▶ _What to work on_:
If a line of the records holds the word "ecosystem", copy it out.

▶ _Listed records_:
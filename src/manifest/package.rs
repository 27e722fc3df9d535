//! JSON package manifests (`package.json` and `composer.json`).
//!
//! Both readers are tolerant: a missing, unreadable or malformed manifest
//! yields an empty record instead of an error. Only dependency *names* are
//! kept; version constraints are discarded.

use std::{collections::BTreeSet, fs, path::Path};

use serde::Serialize;
use serde_json::{Map, Value};

use crate::diagnostics::Diagnostics;

/// Normalized view of a JS-ecosystem `package.json`.
#[derive(Clone, Debug, Default, PartialEq, Eq, Serialize)]
#[serde(rename_all = "camelCase")]
pub struct PackageManifest {
    /// Declared package name, empty when absent
    pub name: String,

    /// Names declared under `dependencies`
    pub dependencies: BTreeSet<String>,

    /// Names declared under `devDependencies`
    pub dev_dependencies: BTreeSet<String>,

    /// Names declared under `scripts`
    pub scripts: BTreeSet<String>,

    /// Workspace globs, from either the array or the `{ "packages": [...] }` form
    pub workspaces: Vec<String>,

    #[serde(skip)]
    loaded: bool,
}

impl PackageManifest {
    /// File name looked up at the project root.
    pub const FILE_NAME: &'static str = "package.json";

    /// Read `package.json` from `root`.
    pub fn read(root: &Path, diagnostics: &mut Diagnostics) -> Self {
        read_json_object(&root.join(Self::FILE_NAME), diagnostics)
            .map(|object| Self::from_object(&object))
            .unwrap_or_default()
    }

    /// Build a manifest record from an already parsed JSON object.
    #[must_use]
    pub fn from_object(object: &Map<String, Value>) -> Self {
        Self {
            name: string_field(object, "name"),
            dependencies: key_set(object, "dependencies"),
            dev_dependencies: key_set(object, "devDependencies"),
            scripts: key_set(object, "scripts"),
            workspaces: workspace_globs(object.get("workspaces")),
            loaded: true,
        }
    }

    /// Whether a non-empty manifest was found and parsed.
    #[must_use]
    pub const fn is_loaded(&self) -> bool {
        self.loaded
    }

    /// Check runtime and development dependencies for an exact name.
    #[must_use]
    pub fn has_dependency(&self, name: &str) -> bool {
        self.dependencies.contains(name) || self.dev_dependencies.contains(name)
    }

    /// Iterate over runtime and development dependency names.
    pub fn all_dependencies(&self) -> impl Iterator<Item = &str> {
        self.dependencies
            .iter()
            .chain(&self.dev_dependencies)
            .map(String::as_str)
    }
}

/// Normalized view of a PHP-ecosystem `composer.json`.
#[derive(Clone, Debug, Default, PartialEq, Eq, Serialize)]
pub struct ComposerManifest {
    /// Declared package name, empty when absent
    pub name: String,

    /// Names declared under `require`
    pub require: BTreeSet<String>,

    /// Names declared under `require-dev`
    #[serde(rename = "require-dev")]
    pub require_dev: BTreeSet<String>,

    #[serde(skip)]
    loaded: bool,
}

impl ComposerManifest {
    /// File name looked up at the project root.
    pub const FILE_NAME: &'static str = "composer.json";

    /// Read `composer.json` from `root`.
    pub fn read(root: &Path, diagnostics: &mut Diagnostics) -> Self {
        read_json_object(&root.join(Self::FILE_NAME), diagnostics)
            .map(|object| Self::from_object(&object))
            .unwrap_or_default()
    }

    /// Build a manifest record from an already parsed JSON object.
    #[must_use]
    pub fn from_object(object: &Map<String, Value>) -> Self {
        Self {
            name: string_field(object, "name"),
            require: key_set(object, "require"),
            require_dev: key_set(object, "require-dev"),
            loaded: true,
        }
    }

    /// Whether a non-empty manifest was found and parsed.
    #[must_use]
    pub const fn is_loaded(&self) -> bool {
        self.loaded
    }

    /// Check `require` and `require-dev` for an exact name.
    #[must_use]
    pub fn has_dependency(&self, name: &str) -> bool {
        self.require.contains(name) || self.require_dev.contains(name)
    }
}

/// Read `path` as a JSON object.
///
/// Returns `None` when the file is absent, unreadable, not valid JSON, not an
/// object, or an empty object. Read and parse failures are recorded.
fn read_json_object(path: &Path, diagnostics: &mut Diagnostics) -> Option<Map<String, Value>> {
    if !path.exists() {
        return None;
    }

    let content = match fs::read_to_string(path) {
        Ok(content) => content,
        Err(e) => {
            diagnostics.record(format!("Error reading {}: {e}", path.display()));
            return None;
        }
    };

    match serde_json::from_str::<Value>(&content) {
        Ok(Value::Object(object)) if !object.is_empty() => Some(object),
        Ok(_) => None,
        Err(e) => {
            diagnostics.record(format!("Error parsing {}: {e}", path.display()));
            None
        }
    }
}

fn string_field(object: &Map<String, Value>, key: &str) -> String {
    object
        .get(key)
        .and_then(Value::as_str)
        .unwrap_or_default()
        .to_string()
}

fn key_set(object: &Map<String, Value>, key: &str) -> BTreeSet<String> {
    object
        .get(key)
        .and_then(Value::as_object)
        .map(|map| map.keys().cloned().collect())
        .unwrap_or_default()
}

fn workspace_globs(value: Option<&Value>) -> Vec<String> {
    let globs = match value {
        Some(Value::Array(items)) => items,
        Some(Value::Object(map)) => match map.get("packages") {
            Some(Value::Array(items)) => items,
            _ => return Vec::new(),
        },
        _ => return Vec::new(),
    };

    globs
        .iter()
        .filter_map(Value::as_str)
        .map(str::to_string)
        .collect()
}

#[cfg(test)]
mod tests {
    use super::*;
    use tempfile::TempDir;

    fn write(root: &Path, name: &str, content: &str) {
        fs::write(root.join(name), content).unwrap();
    }

    fn quiet() -> Diagnostics {
        Diagnostics::new(false)
    }

    #[test]
    fn test_package_manifest_missing_is_empty() {
        let temp_dir = TempDir::new().unwrap();
        let manifest = PackageManifest::read(temp_dir.path(), &mut quiet());

        assert_eq!(manifest, PackageManifest::default());
        assert!(!manifest.is_loaded());
        assert!(manifest.name.is_empty());
        assert!(manifest.workspaces.is_empty());
    }

    #[test]
    fn test_package_manifest_full() {
        let temp_dir = TempDir::new().unwrap();
        write(
            temp_dir.path(),
            "package.json",
            r#"{
  "name": "web",
  "scripts": { "dev": "next dev", "build": "next build" },
  "dependencies": { "next": "14.0.0", "react": "^18" },
  "devDependencies": { "typescript": "^5" },
  "workspaces": ["apps/*", "packages/*"]
}"#,
        );

        let manifest = PackageManifest::read(temp_dir.path(), &mut quiet());

        assert!(manifest.is_loaded());
        assert_eq!(manifest.name, "web");
        assert!(manifest.dependencies.contains("next"));
        assert!(manifest.dependencies.contains("react"));
        assert!(manifest.dev_dependencies.contains("typescript"));
        assert!(manifest.scripts.contains("dev"));
        assert!(manifest.scripts.contains("build"));
        assert_eq!(manifest.workspaces, vec!["apps/*", "packages/*"]);
        assert!(manifest.has_dependency("typescript"));
        assert!(!manifest.has_dependency("vue"));
        assert_eq!(manifest.all_dependencies().count(), 3);
    }

    #[test]
    fn test_package_manifest_yarn_workspaces_object() {
        let object = serde_json::json!({
            "name": "mono",
            "workspaces": { "packages": ["packages/*"], "nohoist": ["**/react-native"] }
        });
        let manifest = PackageManifest::from_object(object.as_object().unwrap());

        assert_eq!(manifest.workspaces, vec!["packages/*"]);
    }

    #[test]
    fn test_package_manifest_ignores_wrongly_typed_fields() {
        let object = serde_json::json!({
            "name": 42,
            "dependencies": ["react"],
            "workspaces": "packages/*"
        });
        let manifest = PackageManifest::from_object(object.as_object().unwrap());

        assert!(manifest.is_loaded());
        assert!(manifest.name.is_empty());
        assert!(manifest.dependencies.is_empty());
        assert!(manifest.workspaces.is_empty());
    }

    #[test]
    fn test_package_manifest_malformed_is_empty_and_recorded() {
        let temp_dir = TempDir::new().unwrap();
        write(temp_dir.path(), "package.json", "{ \"name\": ");

        let mut diagnostics = Diagnostics::new(true);
        let manifest = PackageManifest::read(temp_dir.path(), &mut diagnostics);

        assert_eq!(manifest, PackageManifest::default());
        assert_eq!(diagnostics.messages().len(), 1);
        assert!(diagnostics.messages()[0].starts_with("Error parsing"));
    }

    #[test]
    fn test_empty_or_non_object_json_is_not_loaded() {
        let temp_dir = TempDir::new().unwrap();
        write(temp_dir.path(), "package.json", "{}");
        write(temp_dir.path(), "composer.json", "[1, 2]");

        assert!(!PackageManifest::read(temp_dir.path(), &mut quiet()).is_loaded());
        assert!(!ComposerManifest::read(temp_dir.path(), &mut quiet()).is_loaded());
    }

    #[test]
    fn test_composer_manifest() {
        let temp_dir = TempDir::new().unwrap();
        write(
            temp_dir.path(),
            "composer.json",
            r#"{
  "name": "acme/shop",
  "require": { "php": "^8.2", "laravel/framework": "^11.0" },
  "require-dev": { "phpunit/phpunit": "^11" }
}"#,
        );

        let manifest = ComposerManifest::read(temp_dir.path(), &mut quiet());

        assert!(manifest.is_loaded());
        assert_eq!(manifest.name, "acme/shop");
        assert!(manifest.has_dependency("laravel/framework"));
        assert!(manifest.has_dependency("phpunit/phpunit"));
        assert!(!manifest.has_dependency("symfony/framework-bundle"));
    }

    #[test]
    fn test_serialized_field_names() {
        let package = serde_json::to_value(PackageManifest::default()).unwrap();
        let composer = serde_json::to_value(ComposerManifest::default()).unwrap();

        assert_eq!(
            package,
            serde_json::json!({
                "name": "",
                "dependencies": [],
                "devDependencies": [],
                "scripts": [],
                "workspaces": []
            })
        );
        assert_eq!(
            composer,
            serde_json::json!({ "name": "", "require": [], "require-dev": [] })
        );
    }
}
//! Suggested preset files per stack type.

use serde::Serialize;

use crate::detection::StackType;

/// Preset files the downstream generator should produce.
#[derive(Clone, Copy, Debug, PartialEq, Eq, Serialize)]
pub struct SuggestedFiles {
    pub required: &'static [&'static str],
    pub optional: &'static [&'static str],
}

const FRONTEND: SuggestedFiles = SuggestedFiles {
    required: &["01-project.md", "02-standards.md", "03-frontend.md", "09-custom.md"],
    optional: &["05-testing.md"],
};

const BACKEND: SuggestedFiles = SuggestedFiles {
    required: &["01-project.md", "02-standards.md", "04-backend.md", "09-custom.md"],
    optional: &["05-testing.md", "06-workflow.md"],
};

const FULLSTACK: SuggestedFiles = SuggestedFiles {
    required: &[
        "01-project.md",
        "02-standards.md",
        "03-frontend.md",
        "04-backend.md",
        "09-custom.md",
    ],
    optional: &["05-testing.md", "06-workflow.md"],
};

const MONOREPO: SuggestedFiles = SuggestedFiles {
    required: &["01-project.md", "02-standards.md", "03-workspace.md", "09-custom.md"],
    optional: &["04-backend.md", "05-testing.md", "06-workflow.md"],
};

const CLI: SuggestedFiles = SuggestedFiles {
    required: &["01-project.md", "02-standards.md", "09-custom.md"],
    optional: &["05-testing.md"],
};

const DOCS: SuggestedFiles = SuggestedFiles {
    required: &["01-project.md", "02-standards.md", "03-content.md", "09-custom.md"],
    optional: &["04-components.md"],
};

const BOT: SuggestedFiles = SuggestedFiles {
    required: &["01-project.md", "02-standards.md", "04-backend.md", "09-custom.md"],
    optional: &["05-testing.md"],
};

impl SuggestedFiles {
    /// Suggestions for a stack type; `unknown` gets the fullstack set.
    #[must_use]
    pub const fn for_stack(stack: StackType) -> Self {
        match stack {
            StackType::Frontend | StackType::Mobile | StackType::Desktop => FRONTEND,
            StackType::Backend => BACKEND,
            StackType::Monorepo => MONOREPO,
            StackType::Cli => CLI,
            StackType::Docs => DOCS,
            StackType::Bot => BOT,
            StackType::Fullstack | StackType::Unknown => FULLSTACK,
        }
    }
}

#[cfg(test)]
mod tests {
    use super::*;

    #[test]
    fn test_unknown_falls_back_to_fullstack() {
        assert_eq!(SuggestedFiles::for_stack(StackType::Unknown), FULLSTACK);
        assert_eq!(SuggestedFiles::for_stack(StackType::Fullstack), FULLSTACK);
    }

    #[test]
    fn test_dedicated_entries() {
        assert_eq!(
            SuggestedFiles::for_stack(StackType::Cli).required,
            ["01-project.md", "02-standards.md", "09-custom.md"]
        );
        assert_eq!(
            SuggestedFiles::for_stack(StackType::Docs).optional,
            ["04-components.md"]
        );
        assert_eq!(
            SuggestedFiles::for_stack(StackType::Monorepo).required[2],
            "03-workspace.md"
        );
        assert_eq!(
            SuggestedFiles::for_stack(StackType::Mobile),
            SuggestedFiles::for_stack(StackType::Frontend)
        );
    }

    #[test]
    fn test_every_entry_starts_with_project_and_ends_with_custom() {
        for stack in StackType::ALL {
            let files = SuggestedFiles::for_stack(stack);
            assert_eq!(files.required.first(), Some(&"01-project.md"));
            assert_eq!(files.required.last(), Some(&"09-custom.md"));
            assert!(!files.optional.is_empty());
        }
    }

    #[test]
    fn test_serialized_shape() {
        let value = serde_json::to_value(SuggestedFiles::for_stack(StackType::Bot)).unwrap();
        assert_eq!(
            value,
            serde_json::json!({
                "required": ["01-project.md", "02-standards.md", "04-backend.md", "09-custom.md"],
                "optional": ["05-testing.md"]
            })
        );
    }
}
//! UI and styling toolkit signature table.
//!
//! Clause order within each entry is: marker files, marker directories,
//! exact dependency names, dependency-name prefix.

use super::signature::{Clause, DetectionContext, Signature, detect};

pub static UI_SIGNATURES: &[Signature] = &[
    Signature {
        name: "tailwindcss",
        clauses: &[
            Clause::Files(&["tailwind.config.js", "tailwind.config.ts"]),
            Clause::Deps(&["tailwindcss"]),
        ],
    },
    Signature {
        name: "shadcn-ui",
        clauses: &[
            Clause::Files(&["components.json"]),
            Clause::Dirs(&["components/ui"]),
        ],
    },
    Signature {
        name: "radix-ui",
        clauses: &[Clause::DepPrefix("@radix-ui/")],
    },
    Signature {
        name: "chakra-ui",
        clauses: &[Clause::Deps(&["@chakra-ui/react"])],
    },
    Signature {
        name: "material-ui",
        clauses: &[Clause::Deps(&["@mui/material"])],
    },
    Signature {
        name: "ant-design",
        clauses: &[Clause::Deps(&["antd"])],
    },
    Signature {
        name: "bootstrap",
        clauses: &[Clause::Deps(&["bootstrap"])],
    },
    Signature {
        name: "vuetify",
        clauses: &[Clause::Deps(&["vuetify"])],
    },
];

/// Detect every UI toolkit whose signature matches the project.
#[must_use]
pub fn detect_ui_frameworks(ctx: &DetectionContext<'_>) -> Vec<&'static str> {
    detect(UI_SIGNATURES, ctx)
}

▶ _Your response_:
/// Normalized view of a JS-ecosystem `package.json`.
/// Normalized view of a PHP-ecosystem `composer.json`.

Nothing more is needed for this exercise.